Исследователи из Института дизайна белков Медицинской школы Вашингтонского университета в Сиэтле в значительной степени воссоздали результаты, достигнутые DeepMind в этой важной задаче. Эти результаты будут опубликованы в журнале Science в четверг, 15 июля.

В отличие от DeepMind, метод команды UW Medicine, который они назвали RoseTTAFold, находится в свободном доступе. Ученые со всего мира сейчас используют его для создания моделей белка, чтобы ускорить свои собственные исследования.
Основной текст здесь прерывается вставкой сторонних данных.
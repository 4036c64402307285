use std::fs;

use bestiary::{
    CatalogStore, EntryId, FileSource, LoadError, StaticSource,
    domain::{StarRating, labels},
};
use pretty_assertions::assert_eq;
use tempfile::tempdir;

const DEMO: &str = include_str!("../demos/monsters.json");

#[tokio::test]
async fn demo_catalog_loads_in_id_order() {
    let dir = tempdir().unwrap();
    let path = dir.path().join("monsters.json");
    fs::write(&path, DEMO).unwrap();

    let store = CatalogStore::load(&FileSource::new(&path)).await.unwrap();
    assert_eq!(store.len(), 4);
    assert_eq!(
        store.ids().collect::<Vec<_>>(),
        vec![EntryId(1), EntryId(2), EntryId(3), EntryId(4)]
    );

    let golem = store.find_by_id(EntryId(3)).unwrap();
    assert_eq!(golem.star, StarRating::Text("4+".into()));
    assert_eq!(golem.location_label(), labels::UNKNOWN);
    let rows = golem.basic_rows();
    assert_eq!(rows[labels::ATTR_CATALOG_NUMBER], "3");
    assert_eq!(rows[labels::ATTR_RARITY], labels::NOT_AVAILABLE);

    let bat = store.find_by_id(EntryId(4)).unwrap();
    assert!(bat.detail.guide_lines.is_empty());
    assert_eq!(bat.species_label(), labels::UNKNOWN);
    assert!(store.find_by_id(EntryId(99)).is_none());
}

#[tokio::test]
async fn wrapped_document_is_accepted() {
    let dir = tempdir().unwrap();
    let path = dir.path().join("wrapped.json");
    fs::write(&path, r#"{"monsters": [{"id": 7, "name": "wisp"}]}"#).unwrap();
    let store = CatalogStore::load(&FileSource::new(&path)).await.unwrap();
    assert_eq!(store.find_by_id(EntryId(7)).map(|e| e.name.as_str()), Some("wisp"));
}

#[tokio::test]
async fn missing_file_reports_the_path() {
    let dir = tempdir().unwrap();
    let path = dir.path().join("absent.json");
    let err = CatalogStore::load(&FileSource::new(&path)).await.unwrap_err();
    assert!(matches!(err, LoadError::Io { .. }));
    assert!(err.message().contains("absent.json"));
}

#[tokio::test]
async fn malformed_document_is_rejected_whole() {
    let dir = tempdir().unwrap();
    let path = dir.path().join("broken.json");
    fs::write(&path, r#"[{"id": 1, "name": "ok"}, {"name": "no id"}]"#).unwrap();
    let err = CatalogStore::load(&FileSource::new(&path)).await.unwrap_err();
    assert!(matches!(err, LoadError::Malformed(_)));
}

#[tokio::test]
async fn duplicate_ids_are_rejected() {
    let entries =
        serde_json::from_str(r#"[{"id": 1, "name": "a"}, {"id": 1, "name": "b"}]"#).unwrap();
    let err = CatalogStore::load(&StaticSource::new(entries)).await.unwrap_err();
    assert!(matches!(err, LoadError::DuplicateId(EntryId(1))));
}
С июля программу загрузили с GitHub более 140 независимых исследовательских групп.

Белки состоят из цепочек аминокислот, которые складываются в замысловатые микроскопические формы. Эти уникальные формы, в свою очередь, вызывают почти все химические процессы внутри живых организмов. Лучше понимая формы белков, ученые могут ускорить разработку новых методов лечения рака, COVID-19 и тысяч других заболеваний.

«Это был напряженный год для Института дизайна белков, разработка терапевтических препаратов и вакцин против COVID-19 и запуск их в клинические испытания, а также разработка RoseTTAFold для высокоточного прогнозирования структуры белка. Я рад, что научное сообщество уже использует этот метод. Сервер RoseTTAFold для решения важнейших биологических проблем», — сказал старший автор Дэвид Бейкер, профессор биохимии Медицинской школы Вашингтонского университета, исследователь Медицинского института Говарда Хьюза и директор Института дизайна белков.

В новом исследовании группа компьютерных биологов под руководством Бейкера разработала программный инструмент RoseTTAFold. Он использует глубокое обучение для быстрого и точного прогнозирования белковых структур на основе ограниченной информации. Без помощи такого программного обеспечения могут потребоваться годы лабораторных работ, чтобы определить структуру всего лишь одного белка.

RoseTTAFold, с другой стороны, может надежно вычислить структуру белка всего за десять минут на одном игровом компьютере.

Команда использовала RoseTTAFold для вычисления сотен новых белковых структур, включая многие плохо изученные белки генома человека. Они также создали структуры, имеющие непосредственное отношение к здоровью человека, в том числе структуры для белков, связанных с проблемным метаболизмом липидов, воспалительными расстройствами и ростом раковых клеток. И они показывают, что RoseTTAFold можно использовать для построения моделей сложных биологических сборок за гораздо меньшее время, чем требовалось ранее.

RoseTTAFold — это «трехдорожечная» нейронная сеть, что означает, что она одновременно учитывает закономерности в последовательностях белка, то, как аминокислоты белка взаимодействуют друг с другом, и возможную трехмерную структуру белка. В этой архитектуре одно-, двух- и трехмерная информация перемещается вперед и назад, тем самым позволяя сети совместно рассуждать о взаимосвязи между химическими частями белка и его складчатой структурой.

«Мы надеемся, что этот новый инструмент будет и дальше приносить пользу всему исследовательскому сообществу», — сказала Минкьюнг Бэк, научный сотрудник, руководивший проектом в лаборатории Бейкера в UW Medicine.